# Aim of the exercise:
Set down the listing below verbatim, but only from its first line through the line containing "mark a screenshot".

# Input data:
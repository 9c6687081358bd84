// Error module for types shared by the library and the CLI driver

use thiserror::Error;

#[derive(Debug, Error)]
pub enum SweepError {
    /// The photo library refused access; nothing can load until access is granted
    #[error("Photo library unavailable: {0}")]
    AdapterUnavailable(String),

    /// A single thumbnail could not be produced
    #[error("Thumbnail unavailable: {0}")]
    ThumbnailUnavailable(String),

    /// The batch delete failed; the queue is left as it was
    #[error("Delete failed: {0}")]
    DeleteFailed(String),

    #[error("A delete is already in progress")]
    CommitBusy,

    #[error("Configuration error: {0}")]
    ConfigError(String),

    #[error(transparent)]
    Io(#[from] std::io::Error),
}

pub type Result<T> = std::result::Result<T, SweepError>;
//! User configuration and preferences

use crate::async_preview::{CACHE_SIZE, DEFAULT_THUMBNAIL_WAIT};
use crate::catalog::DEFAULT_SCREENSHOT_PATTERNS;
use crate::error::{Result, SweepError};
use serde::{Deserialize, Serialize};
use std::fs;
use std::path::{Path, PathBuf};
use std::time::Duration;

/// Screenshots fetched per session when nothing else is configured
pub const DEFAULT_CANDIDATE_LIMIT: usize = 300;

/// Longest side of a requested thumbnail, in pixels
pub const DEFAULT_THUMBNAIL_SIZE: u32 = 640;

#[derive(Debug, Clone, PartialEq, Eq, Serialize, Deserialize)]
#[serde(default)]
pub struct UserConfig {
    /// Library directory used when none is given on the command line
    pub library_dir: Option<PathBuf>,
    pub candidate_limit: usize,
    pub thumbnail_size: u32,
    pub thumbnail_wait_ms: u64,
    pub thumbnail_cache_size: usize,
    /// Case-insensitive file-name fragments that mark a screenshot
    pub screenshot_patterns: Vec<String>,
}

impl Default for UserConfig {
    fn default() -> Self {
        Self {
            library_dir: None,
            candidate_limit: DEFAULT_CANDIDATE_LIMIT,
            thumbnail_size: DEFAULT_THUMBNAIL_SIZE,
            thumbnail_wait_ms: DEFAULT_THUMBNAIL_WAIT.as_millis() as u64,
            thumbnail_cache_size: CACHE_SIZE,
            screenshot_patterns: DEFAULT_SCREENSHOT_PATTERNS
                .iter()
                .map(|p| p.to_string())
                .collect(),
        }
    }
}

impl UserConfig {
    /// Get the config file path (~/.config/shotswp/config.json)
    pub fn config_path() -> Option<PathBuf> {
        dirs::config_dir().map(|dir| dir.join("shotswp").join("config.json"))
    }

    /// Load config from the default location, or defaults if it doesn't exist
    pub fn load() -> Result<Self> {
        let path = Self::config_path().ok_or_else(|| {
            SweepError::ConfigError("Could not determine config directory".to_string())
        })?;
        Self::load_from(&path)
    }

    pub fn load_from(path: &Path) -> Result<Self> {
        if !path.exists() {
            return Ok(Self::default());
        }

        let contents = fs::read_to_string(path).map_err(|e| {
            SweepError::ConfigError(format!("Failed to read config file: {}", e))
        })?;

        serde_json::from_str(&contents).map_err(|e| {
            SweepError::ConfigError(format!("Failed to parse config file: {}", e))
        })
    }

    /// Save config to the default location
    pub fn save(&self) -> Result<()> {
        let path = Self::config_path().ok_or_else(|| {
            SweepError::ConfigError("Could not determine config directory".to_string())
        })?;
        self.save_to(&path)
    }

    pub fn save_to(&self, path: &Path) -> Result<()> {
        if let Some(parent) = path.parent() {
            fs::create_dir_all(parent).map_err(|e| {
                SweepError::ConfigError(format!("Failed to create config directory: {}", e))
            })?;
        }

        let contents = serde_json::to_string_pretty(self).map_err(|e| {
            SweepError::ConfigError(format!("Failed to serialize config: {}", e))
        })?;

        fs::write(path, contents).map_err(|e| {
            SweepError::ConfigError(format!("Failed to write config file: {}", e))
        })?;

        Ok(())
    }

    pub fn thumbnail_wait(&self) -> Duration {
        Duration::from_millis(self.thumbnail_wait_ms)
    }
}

# Written solution:
repository 9c6687081358bd84
// Error module for types shared by the library and the CLI driver

use thiserror::Error;

#[derive(Debug, Error)]
pub enum SweepError {
    /// The photo library refused access; nothing can load until access is granted
    #[error("Photo library unavailable: {0}")]
    AdapterUnavailable(String),

    /// A single thumbnail could not be produced
    #[error("Thumbnail unavailable: {0}")]
    ThumbnailUnavailable(String),

    /// The batch delete failed; the queue is left as it was
    #[error("Delete failed: {0}")]
    DeleteFailed(String),

    #[error("A delete is already in progress")]
    CommitBusy,

    #[error("Configuration error: {0}")]
    ConfigError(String),

    #[error(transparent)]
    Io(#[from] std::io::Error),
}

pub type Result<T> = std::result::Result<T, SweepError>;
//! User configuration and preferences

use crate::async_preview::{CACHE_SIZE, DEFAULT_THUMBNAIL_WAIT};
use crate::catalog::DEFAULT_SCREENSHOT_PATTERNS;
use crate::error::{Result, SweepError};
use serde::{Deserialize, Serialize};
use std::fs;
use std::path::{Path, PathBuf};
use std::time::Duration;

/// Screenshots fetched per session when nothing else is configured
pub const DEFAULT_CANDIDATE_LIMIT: usize = 300;

/// Longest side of a requested thumbnail, in pixels
pub const DEFAULT_THUMBNAIL_SIZE: u32 = 640;

#[derive(Debug, Clone, PartialEq, Eq, Serialize, Deserialize)]
#[serde(default)]
pub struct UserConfig {
    /// Library directory used when none is given on the command line
    pub library_dir: Option<PathBuf>,
    pub candidate_limit: usize,
    pub thumbnail_size: u32,
    pub thumbnail_wait_ms: u64,
    pub thumbnail_cache_size: usize,
    /// Case-insensitive file-name fragments that mark a screenshot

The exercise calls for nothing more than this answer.